DATASET:
:::::

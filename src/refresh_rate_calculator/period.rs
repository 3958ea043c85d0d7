use std::collections::BTreeMap;

use hwc_vrr_config::PeriodKind;

use crate::event_queue::{EventPayload, EventQueue, VrrControllerEvent, VrrControllerEventType};
use crate::refresh_rate_calculator::{
    cancel_timers, is_timer_for, CalculatorId, PublishedRate, RefreshRateCalculator,
};
use crate::types::{PowerMode, PresentFrameFlag, INVALID_REFRESH_RATE};
use crate::utils::{duration_ns_to_freq, round_divide, timer_ms_to_ns};

#[derive(Debug, Clone, Copy, PartialEq, Eq)]
pub enum PeriodType {
    /// Presents per covered vsync, scaled to the vsync rate.
    Average,
    /// The most frequent present interval.
    Majority,
}

impl From<PeriodKind> for PeriodType {
    fn from(kind: PeriodKind) -> Self {
        match kind {
            PeriodKind::Average => Self::Average,
            PeriodKind::Majority => Self::Majority,
        }
    }
}

#[derive(Debug, Clone, PartialEq, Eq)]
pub struct PeriodParameters {
    pub ty: PeriodType,
    pub measure_period_ns: i64,
    /// Share of the window's vsyncs the samples must cover for a conclusive result.
    pub confidence_percentage: u32,
    /// Publish at the end of every window even when the rate did not change.
    pub always_callback: bool,
    pub event_type: VrrControllerEventType,
}

impl Default for PeriodParameters {
    fn default() -> Self {
        Self::from(&hwc_vrr_config::Period::default())
    }
}

impl From<&hwc_vrr_config::Period> for PeriodParameters {
    fn from(config: &hwc_vrr_config::Period) -> Self {
        Self {
            ty: config.kind.into(),
            measure_period_ns: timer_ms_to_ns(config.measure_period_ms),
            confidence_percentage: config.confidence_percentage.min(100),
            always_callback: false,
            event_type: VrrControllerEventType::PERIOD_REFRESH_RATE_CALCULATOR_UPDATE,
        }
    }
}

/// Measures the present cadence over fixed windows.
#[derive(Debug)]
pub struct PeriodRefreshRateCalculator {
    id: CalculatorId,
    params: PeriodParameters,
    rate: PublishedRate,
    enabled: bool,
    power_mode: PowerMode,
    vsync_period_ns: i64,
    max_frame_rate: i32,
    last_present_time_ns: Option<i64>,
    window_running: bool,
    /// Present count keyed by the interval in vsyncs.
    histogram: BTreeMap<i64, u32>,
}

impl PeriodRefreshRateCalculator {
    pub fn new(params: PeriodParameters) -> Self {
        Self {
            id: CalculatorId::next(),
            rate: PublishedRate::new(params.always_callback),
            params,
            enabled: true,
            power_mode: PowerMode::Normal,
            vsync_period_ns: 0,
            max_frame_rate: 0,
            last_present_time_ns: None,
            window_running: false,
            histogram: BTreeMap::new(),
        }
    }

    pub fn params(&self) -> &PeriodParameters {
        &self.params
    }

    fn is_sampling(&self) -> bool {
        self.enabled && self.power_mode == PowerMode::Normal && self.vsync_period_ns > 0
    }

    fn schedule_window(&mut self, queue: &mut EventQueue) {
        queue.post_event_in(
            self.params.event_type,
            EventPayload::Calculator(self.id),
            self.params.measure_period_ns.max(1),
        );
        self.window_running = true;
    }

    fn stop(&mut self, queue: &mut EventQueue) {
        cancel_timers(queue, self.id);
        self.window_running = false;
        self.last_present_time_ns = None;
        self.histogram.clear();
    }

    /// Evaluates the samples of the window that just closed.
    fn measure(&self) -> i32 {
        let count: u64 = self.histogram.values().map(|&c| u64::from(c)).sum();
        if count == 0 {
            return INVALID_REFRESH_RATE;
        }

        let covered_vsyncs: i64 = self
            .histogram
            .iter()
            .map(|(&vsyncs, &c)| vsyncs * i64::from(c))
            .sum();
        let expected_vsyncs = self.params.measure_period_ns / self.vsync_period_ns;
        if covered_vsyncs * 100 < i64::from(self.params.confidence_percentage) * expected_vsyncs
        {
            trace!("inconclusive window: {covered_vsyncs} of {expected_vsyncs} vsyncs");
            return INVALID_REFRESH_RATE;
        }

        let vsync_rate = i64::from(duration_ns_to_freq(self.vsync_period_ns));
        let rate = match self.params.ty {
            PeriodType::Average => round_divide(vsync_rate * count as i64, covered_vsyncs),
            PeriodType::Majority => {
                // Ties go to the shorter interval.
                let (&vsyncs, _) = self
                    .histogram
                    .iter()
                    .rev()
                    .max_by_key(|(_, &c)| c)
                    .unwrap_or((&1, &0));
                round_divide(vsync_rate, vsyncs)
            }
        };

        rate.clamp(1, i64::from(self.max_frame_rate.max(1))) as i32
    }
}

impl RefreshRateCalculator for PeriodRefreshRateCalculator {
    fn name(&self) -> &str {
        "Period"
    }

    fn id(&self) -> CalculatorId {
        self.id
    }

    fn refresh_rate(&self) -> i32 {
        self.rate.get()
    }

    fn on_present(
        &mut self,
        queue: &mut EventQueue,
        present_time_ns: i64,
        _flag: PresentFrameFlag,
    ) -> Option<i32> {
        if !self.is_sampling() {
            return None;
        }

        if !self.window_running {
            self.schedule_window(queue);
        }

        if let Some(last) = self.last_present_time_ns {
            let interval_ns = present_time_ns - last;
            if interval_ns > 0 && interval_ns <= self.params.measure_period_ns {
                let vsyncs = round_divide(interval_ns, self.vsync_period_ns).max(1);
                *self.histogram.entry(vsyncs).or_default() += 1;
            }
        }
        self.last_present_time_ns = Some(present_time_ns);

        None
    }

    fn on_power_state_change(
        &mut self,
        queue: &mut EventQueue,
        _from: PowerMode,
        to: PowerMode,
    ) -> Option<i32> {
        self.power_mode = to;
        if to == PowerMode::Normal {
            return None;
        }

        self.stop(queue);
        self.rate.set(INVALID_REFRESH_RATE)
    }

    fn on_event(&mut self, queue: &mut EventQueue, event: &VrrControllerEvent) -> Option<i32> {
        if !is_timer_for(event, self.id, self.params.event_type) {
            return None;
        }

        let rate = self.measure();
        self.histogram.clear();
        self.window_running = false;
        if self.is_sampling() {
            self.schedule_window(queue);
        }

        trace!("period window closed at {}: {rate}", event.when_ns);
        self.rate.set(rate)
    }

    fn set_enabled(&mut self, queue: &mut EventQueue, enabled: bool) -> Option<i32> {
        self.enabled = enabled;
        if enabled {
            return None;
        }

        self.stop(queue);
        self.rate.set(INVALID_REFRESH_RATE)
    }

    fn set_vrr_config_attributes(&mut self, vsync_period_ns: i64, min_frame_interval_ns: i64) {
        self.vsync_period_ns = vsync_period_ns;
        self.max_frame_rate = duration_ns_to_freq(min_frame_interval_ns);
        // Intervals measured against the old vsync period are meaningless now.
        self.histogram.clear();
        self.last_present_time_ns = None;
    }

    fn reset(&mut self, queue: &mut EventQueue) {
        self.stop(queue);
        self.rate.clear();
    }
}

#[cfg(test)]
mod tests {
    use super::*;
    use crate::utils::clock::Clock;

    const VSYNC_120HZ: i64 = 8_333_333;
    const FRAME_60HZ: i64 = 16_666_667;

    fn calculator(params: PeriodParameters) -> (PeriodRefreshRateCalculator, EventQueue, Clock) {
        let clock = Clock::with_time(0);
        let queue = EventQueue::new(clock.clone());
        let mut calculator = PeriodRefreshRateCalculator::new(params);
        calculator.set_vrr_config_attributes(VSYNC_120HZ, VSYNC_120HZ);
        (calculator, queue, clock)
    }

    fn present_every(
        calc: &mut PeriodRefreshRateCalculator,
        queue: &mut EventQueue,
        clock: &Clock,
        interval_ns: i64,
        count: usize,
    ) {
        for _ in 0..count {
            calc.on_present(queue, clock.now_ns(), PresentFrameFlag::empty());
            clock.advance(interval_ns);
        }
    }

    fn close_window(
        calc: &mut PeriodRefreshRateCalculator,
        queue: &mut EventQueue,
        clock: &Clock,
    ) -> Option<i32> {
        clock.set(queue.next_event_time().unwrap());
        let event = queue.pop_due(clock.now_ns()).unwrap();
        calc.on_event(queue, &event)
    }

    #[test]
    fn average_over_window() {
        let (mut calc, mut queue, clock) = calculator(PeriodParameters::default());
        present_every(&mut calc, &mut queue, &clock, 16_600_000, 10);
        assert_eq!(calc.refresh_rate(), INVALID_REFRESH_RATE);

        assert_eq!(close_window(&mut calc, &mut queue, &clock), Some(60));
        // The next window is already scheduled.
        assert_eq!(
            queue.number_of_events(VrrControllerEventType::PERIOD_REFRESH_RATE_CALCULATOR_UPDATE),
            1
        );
    }

    #[test]
    fn zero_length_window_rearms_ahead() {
        let config = hwc_vrr_config::Period {
            measure_period_ms: 0,
            ..hwc_vrr_config::Period::default()
        };
        assert_eq!(
            PeriodParameters::from(&config).measure_period_ns,
            crate::utils::NANOS_PER_MILLI
        );

        let params = PeriodParameters {
            measure_period_ns: 0,
            ..PeriodParameters::default()
        };
        let (mut calc, mut queue, clock) = calculator(params);
        present_every(&mut calc, &mut queue, &clock, FRAME_60HZ, 2);
        close_window(&mut calc, &mut queue, &clock);

        let next = queue.next_event_time().unwrap();
        assert!(next > clock.now_ns());
        assert!(queue.pop_due(clock.now_ns()).is_none());
    }

    #[test]
    fn inconclusive_window_is_invalid() {
        let (mut calc, mut queue, clock) = calculator(PeriodParameters::default());
        // Two intervals of two vsyncs cover 4 of 60 vsyncs, below 20 %.
        present_every(&mut calc, &mut queue, &clock, FRAME_60HZ, 3);
        assert_eq!(close_window(&mut calc, &mut queue, &clock), None);
        assert_eq!(calc.refresh_rate(), INVALID_REFRESH_RATE);
    }

    #[test]
    fn majority_picks_most_frequent_interval() {
        let params = PeriodParameters {
            ty: PeriodType::Majority,
            confidence_percentage: 0,
            ..PeriodParameters::default()
        };
        let (mut calc, mut queue, clock) = calculator(params);
        present_every(&mut calc, &mut queue, &clock, FRAME_60HZ, 6);
        present_every(&mut calc, &mut queue, &clock, VSYNC_120HZ, 3);
        assert_eq!(close_window(&mut calc, &mut queue, &clock), Some(60));
    }

    #[test]
    fn empty_window_reschedules() {
        let (mut calc, mut queue, clock) = calculator(PeriodParameters::default());
        present_every(&mut calc, &mut queue, &clock, FRAME_60HZ, 30);
        assert_eq!(close_window(&mut calc, &mut queue, &clock), Some(60));

        // No presents in the second window.
        assert_eq!(
            close_window(&mut calc, &mut queue, &clock),
            Some(INVALID_REFRESH_RATE)
        );
        assert_eq!(queue.len(), 1);
    }

    #[test]
    fn power_off_cancels_window() {
        let (mut calc, mut queue, clock) = calculator(PeriodParameters::default());
        present_every(&mut calc, &mut queue, &clock, FRAME_60HZ, 5);
        assert_eq!(queue.len(), 1);

        calc.on_power_state_change(&mut queue, PowerMode::Normal, PowerMode::Off);
        assert!(queue.is_empty());
        calc.on_present(&mut queue, clock.now_ns(), PresentFrameFlag::empty());
        assert!(queue.is_empty());
    }

    #[test]
    fn always_callback_reports_every_window() {
        let params = PeriodParameters {
            always_callback: true,
            confidence_percentage: 0,
            ..PeriodParameters::default()
        };
        let (mut calc, mut queue, clock) = calculator(params);
        present_every(&mut calc, &mut queue, &clock, FRAME_60HZ, 30);
        assert_eq!(close_window(&mut calc, &mut queue, &clock), Some(60));
        present_every(&mut calc, &mut queue, &clock, FRAME_60HZ, 30);
        assert_eq!(close_window(&mut calc, &mut queue, &clock), Some(60));
    }
}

:::::

EXERCISE DESCRIPTION: List each line in the listing that contains the string "match".

YOUR RESPONSE:
        match kind {
        let rate = match self.params.ty {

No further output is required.